EXERCISE REQUIREMENTS: All of the records must be set down again word for word.

BEGIN

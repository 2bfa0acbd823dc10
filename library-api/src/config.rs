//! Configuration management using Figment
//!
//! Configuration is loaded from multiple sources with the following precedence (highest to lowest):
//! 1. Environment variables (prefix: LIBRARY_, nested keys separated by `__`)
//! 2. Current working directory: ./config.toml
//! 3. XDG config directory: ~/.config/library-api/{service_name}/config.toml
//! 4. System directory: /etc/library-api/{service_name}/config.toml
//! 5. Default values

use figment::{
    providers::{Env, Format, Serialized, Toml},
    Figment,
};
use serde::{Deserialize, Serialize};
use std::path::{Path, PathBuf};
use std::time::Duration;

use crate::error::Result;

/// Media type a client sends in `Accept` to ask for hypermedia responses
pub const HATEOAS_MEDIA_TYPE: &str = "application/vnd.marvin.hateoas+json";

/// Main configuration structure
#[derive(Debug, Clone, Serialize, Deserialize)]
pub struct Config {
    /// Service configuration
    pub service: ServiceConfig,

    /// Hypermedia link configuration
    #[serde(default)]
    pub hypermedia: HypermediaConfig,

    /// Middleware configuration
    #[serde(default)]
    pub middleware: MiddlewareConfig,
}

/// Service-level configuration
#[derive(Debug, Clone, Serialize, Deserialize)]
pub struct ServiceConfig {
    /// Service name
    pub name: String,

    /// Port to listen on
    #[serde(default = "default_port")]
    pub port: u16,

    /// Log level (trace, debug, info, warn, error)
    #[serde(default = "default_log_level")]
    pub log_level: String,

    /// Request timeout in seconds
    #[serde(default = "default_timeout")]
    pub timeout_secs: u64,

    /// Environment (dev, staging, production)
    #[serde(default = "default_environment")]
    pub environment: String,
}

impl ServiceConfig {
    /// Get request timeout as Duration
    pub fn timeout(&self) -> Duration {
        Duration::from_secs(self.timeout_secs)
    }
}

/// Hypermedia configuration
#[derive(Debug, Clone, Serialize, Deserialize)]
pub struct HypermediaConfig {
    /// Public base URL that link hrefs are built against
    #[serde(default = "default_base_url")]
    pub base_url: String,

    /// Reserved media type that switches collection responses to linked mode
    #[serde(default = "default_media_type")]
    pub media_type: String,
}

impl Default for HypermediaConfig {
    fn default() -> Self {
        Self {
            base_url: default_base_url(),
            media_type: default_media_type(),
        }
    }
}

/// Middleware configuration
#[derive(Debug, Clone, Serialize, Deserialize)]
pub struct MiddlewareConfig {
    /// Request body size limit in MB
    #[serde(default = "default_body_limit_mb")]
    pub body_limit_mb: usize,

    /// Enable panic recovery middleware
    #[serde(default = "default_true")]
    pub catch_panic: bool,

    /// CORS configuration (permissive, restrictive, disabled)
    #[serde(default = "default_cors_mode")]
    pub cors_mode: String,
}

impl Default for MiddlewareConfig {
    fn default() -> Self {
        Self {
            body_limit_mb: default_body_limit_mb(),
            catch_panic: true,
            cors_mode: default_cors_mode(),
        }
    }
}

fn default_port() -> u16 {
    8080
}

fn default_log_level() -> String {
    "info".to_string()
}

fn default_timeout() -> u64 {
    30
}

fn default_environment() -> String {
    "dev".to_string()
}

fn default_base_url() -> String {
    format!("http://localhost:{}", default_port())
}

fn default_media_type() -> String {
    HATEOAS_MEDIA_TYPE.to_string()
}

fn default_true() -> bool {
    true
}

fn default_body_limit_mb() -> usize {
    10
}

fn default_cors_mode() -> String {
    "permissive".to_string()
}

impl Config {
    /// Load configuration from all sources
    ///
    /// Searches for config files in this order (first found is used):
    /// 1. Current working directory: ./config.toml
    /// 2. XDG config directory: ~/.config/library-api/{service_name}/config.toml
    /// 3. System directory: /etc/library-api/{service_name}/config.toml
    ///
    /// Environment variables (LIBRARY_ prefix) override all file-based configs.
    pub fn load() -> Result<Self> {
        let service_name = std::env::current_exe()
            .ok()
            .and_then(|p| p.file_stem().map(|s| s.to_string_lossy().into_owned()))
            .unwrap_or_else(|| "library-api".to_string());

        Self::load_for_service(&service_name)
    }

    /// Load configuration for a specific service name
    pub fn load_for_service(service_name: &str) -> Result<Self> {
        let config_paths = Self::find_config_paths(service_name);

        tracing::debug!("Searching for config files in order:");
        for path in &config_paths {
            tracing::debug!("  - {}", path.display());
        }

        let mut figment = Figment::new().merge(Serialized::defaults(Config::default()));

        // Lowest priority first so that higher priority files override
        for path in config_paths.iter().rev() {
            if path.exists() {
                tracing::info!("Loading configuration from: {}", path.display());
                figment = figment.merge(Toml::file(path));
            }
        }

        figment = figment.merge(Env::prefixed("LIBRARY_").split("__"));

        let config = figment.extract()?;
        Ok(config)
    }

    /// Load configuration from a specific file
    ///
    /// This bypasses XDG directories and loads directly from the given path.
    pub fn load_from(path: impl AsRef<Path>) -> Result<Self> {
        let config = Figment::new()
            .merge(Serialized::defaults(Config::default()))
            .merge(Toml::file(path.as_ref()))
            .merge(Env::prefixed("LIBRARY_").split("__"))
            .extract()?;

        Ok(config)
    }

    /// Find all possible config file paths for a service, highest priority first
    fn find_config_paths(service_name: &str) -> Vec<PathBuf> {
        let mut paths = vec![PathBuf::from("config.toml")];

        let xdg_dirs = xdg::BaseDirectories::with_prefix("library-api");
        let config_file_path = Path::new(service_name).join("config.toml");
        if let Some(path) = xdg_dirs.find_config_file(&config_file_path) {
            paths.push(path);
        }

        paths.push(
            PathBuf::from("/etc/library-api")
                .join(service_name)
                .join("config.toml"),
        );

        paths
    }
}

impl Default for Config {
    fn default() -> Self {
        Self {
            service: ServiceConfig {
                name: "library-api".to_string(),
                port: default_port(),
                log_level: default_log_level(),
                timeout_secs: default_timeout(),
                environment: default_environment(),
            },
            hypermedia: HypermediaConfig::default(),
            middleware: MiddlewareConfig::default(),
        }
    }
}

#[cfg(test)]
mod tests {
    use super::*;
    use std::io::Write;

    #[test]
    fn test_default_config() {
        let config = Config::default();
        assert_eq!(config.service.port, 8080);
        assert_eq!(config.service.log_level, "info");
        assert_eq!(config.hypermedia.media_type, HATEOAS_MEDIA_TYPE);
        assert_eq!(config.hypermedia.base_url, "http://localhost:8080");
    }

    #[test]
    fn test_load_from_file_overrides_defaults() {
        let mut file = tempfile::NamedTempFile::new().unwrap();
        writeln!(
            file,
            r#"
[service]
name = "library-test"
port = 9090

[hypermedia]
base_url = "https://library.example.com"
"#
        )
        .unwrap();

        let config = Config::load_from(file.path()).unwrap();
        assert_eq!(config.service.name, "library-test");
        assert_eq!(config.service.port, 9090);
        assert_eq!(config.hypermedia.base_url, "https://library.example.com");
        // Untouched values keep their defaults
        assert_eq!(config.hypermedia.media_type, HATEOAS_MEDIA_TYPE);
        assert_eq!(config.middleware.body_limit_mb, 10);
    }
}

END

RESULT:
repository 2bfa0acbd823dc10
filename library-api/src/config.rs
//! Configuration management using Figment
//!
//! Configuration is loaded from multiple sources with the following precedence (highest to lowest):
//! 1. Environment variables (prefix: LIBRARY_, nested keys separated by `__`)
//! 2. Current working directory: ./config.toml
//! 3. XDG config directory: ~/.config/library-api/{service_name}/config.toml
//! 4. System directory: /etc/library-api/{service_name}/config.toml
//! 5. Default values

use figment::{
    providers::{Env, Format, Serialized, Toml},
    Figment,
};
use serde::{Deserialize, Serialize};
use std::path::{Path, PathBuf};
use std::time::Duration;

use crate::error::Result;

/// Media type a client sends in `Accept` to ask for hypermedia responses
pub const HATEOAS_MEDIA_TYPE: &str = "application/vnd.marvin.hateoas+json";

/// Main configuration structure
#[derive(Debug, Clone, Serialize, Deserialize)]
pub struct Config {
    /// Service configuration
    pub service: ServiceConfig,

    /// Hypermedia link configuration
    #[serde(default)]
    pub hypermedia: HypermediaConfig,

    /// Middleware configuration
    #[serde(default)]
    pub middleware: MiddlewareConfig,
}

/// Service-level configuration
#[derive(Debug, Clone, Serialize, Deserialize)]
pub struct ServiceConfig {
    /// Service name
    pub name: String,

    /// Port to listen on
    #[serde(default = "default_port")]
    pub port: u16,

    /// Log level (trace, debug, info, warn, error)
    #[serde(default = "default_log_level")]
    pub log_level: String,

    /// Request timeout in seconds
    #[serde(default = "default_timeout")]
    pub timeout_secs: u64,

    /// Environment (dev, staging, production)
    #[serde(default = "default_environment")]
    pub environment: String,
}

impl ServiceConfig {
    /// Get request timeout as Duration
    pub fn timeout(&self) -> Duration {
        Duration::from_secs(self.timeout_secs)
    }
}

/// Hypermedia configuration
#[derive(Debug, Clone, Serialize, Deserialize)]
pub struct HypermediaConfig {
    /// Public base URL that link hrefs are built against
    #[serde(default = "default_base_url")]
    pub base_url: String,

    /// Reserved media type that switches collection responses to linked mode
    #[serde(default = "default_media_type")]
    pub media_type: String,
}

impl Default for HypermediaConfig {
    fn default() -> Self {
        Self {
            base_url: default_base_url(),
            media_type: default_media_type(),
        }
    }
}

/// Middleware configuration
#[derive(Debug, Clone, Serialize, Deserialize)]
pub struct MiddlewareConfig {
    /// Request body size limit in MB
    #[serde(default = "default_body_limit_mb")]
    pub body_limit_mb: usize,

    /// Enable panic recovery middleware
    #[serde(default = "default_true")]
    pub catch_panic: bool,

    /// CORS configuration (permissive, restrictive, disabled)
    #[serde(default = "default_cors_mode")]
    pub cors_mode: String,
}

impl Default for MiddlewareConfig {
    fn default() -> Self {
        Self {
            body_limit_mb: default_body_limit_mb(),
            catch_panic: true,
            cors_mode: default_cors_mode(),
        }
    }
}

fn default_port() -> u16 {
    8080
}

fn default_log_level() -> String {
    "info".to_string()
}

fn default_timeout() -> u64 {
    30
}

fn default_environment() -> String {
    "dev".to_string()
}

fn default_base_url() -> String {
    format!("http://localhost:{}", default_port())
}

fn default_media_type() -> String {
    HATEOAS_MEDIA_TYPE.to_string()
}

fn default_true() -> bool {
    true
}

fn default_body_limit_mb() -> usize {
    10
}

fn default_cors_mode() -> String {
    "permissive".to_string()
}

impl Config {
    /// Load configuration from all sources
    ///
    /// Searches for config files in this order (first found is used):
    /// 1. Current working directory: ./config.toml
    /// 2. XDG config directory: ~/.config/library-api/{service_name}/config.toml
    /// 3. System directory: /etc/library-api/{service_name}/config.toml
    ///
    /// Environment variables (LIBRARY_ prefix) override all file-based configs.
    pub fn load() -> Result<Self> {
        let service_name = std::env::current_exe()
            .ok()
            .and_then(|p| p.file_stem().map(|s| s.to_string_lossy().into_owned()))
            .unwrap_or_else(|| "library-api".to_string());

        Self::load_for_service(&service_name)
    }

    /// Load configuration for a specific service name
    pub fn load_for_service(service_name: &str) -> Result<Self> {
        let config_paths = Self::find_config_paths(service_name);

        tracing::debug!("Searching for config files in order:");
        for path in &config_paths {
            tracing::debug!("  - {}", path.display());
        }

        let mut figment = Figment::new().merge(Serialized::defaults(Config::default()));

        // Lowest priority first so that higher priority files override
        for path in config_paths.iter().rev() {
            if path.exists() {
                tracing::info!("Loading configuration from: {}", path.display());
                figment = figment.merge(Toml::file(path));
            }
        }

        figment = figment.merge(Env::prefixed("LIBRARY_").split("__"));

        let config = figment.extract()?;
        Ok(config)
    }

    /// Load configuration from a specific file
    ///
    /// This bypasses XDG directories and loads directly from the given path.
    pub fn load_from(path: impl AsRef<Path>) -> Result<Self> {
        let config = Figment::new()
            .merge(Serialized::defaults(Config::default()))
            .merge(Toml::file(path.as_ref()))
            .merge(Env::prefixed("LIBRARY_").split("__"))
            .extract()?;

        Ok(config)
    }

    /// Find all possible config file paths for a service, highest priority first
    fn find_config_paths(service_name: &str) -> Vec<PathBuf> {
        let mut paths = vec![PathBuf::from("config.toml")];

        let xdg_dirs = xdg::BaseDirectories::with_prefix("library-api");
        let config_file_path = Path::new(service_name).join("config.toml");
        if let Some(path) = xdg_dirs.find_config_file(&config_file_path) {
            paths.push(path);
        }

        paths.push(
            PathBuf::from("/etc/library-api")
                .join(service_name)
                .join("config.toml"),
        );

        paths
    }
}

impl Default for Config {
    fn default() -> Self {
        Self {
            service: ServiceConfig {
                name: "library-api".to_string(),
                port: default_port(),
                log_level: default_log_level(),
                timeout_secs: default_timeout(),
                environment: default_environment(),
            },
            hypermedia: HypermediaConfig::default(),
            middleware: MiddlewareConfig::default(),
        }
    }
}

#[cfg(test)]
mod tests {
    use super::*;
    use std::io::Write;

    #[test]
    fn test_default_config() {
        let config = Config::default();
        assert_eq!(config.service.port, 8080);
        assert_eq!(config.service.log_level, "info");
        assert_eq!(config.hypermedia.media_type, HATEOAS_MEDIA_TYPE);
        assert_eq!(config.hypermedia.base_url, "http://localhost:8080");
    }

    #[test]
    fn test_load_from_file_overrides_defaults() {
        let mut file = tempfile::NamedTempFile::new().unwrap();
        writeln!(
            file,
            r#"
[service]
name = "library-test"
port = 9090

[hypermedia]
base_url = "https://library.example.com"
"#
        )
        .unwrap();

        let config = Config::load_from(file.path()).unwrap();
        assert_eq!(config.service.name, "library-test");
        assert_eq!(config.service.port, 9090);
        assert_eq!(config.hypermedia.base_url, "https://library.example.com");
        // Untouched values keep their defaults
        assert_eq!(config.hypermedia.media_type, HATEOAS_MEDIA_TYPE);
        assert_eq!(config.middleware.body_limit_mb, 10);
    }
}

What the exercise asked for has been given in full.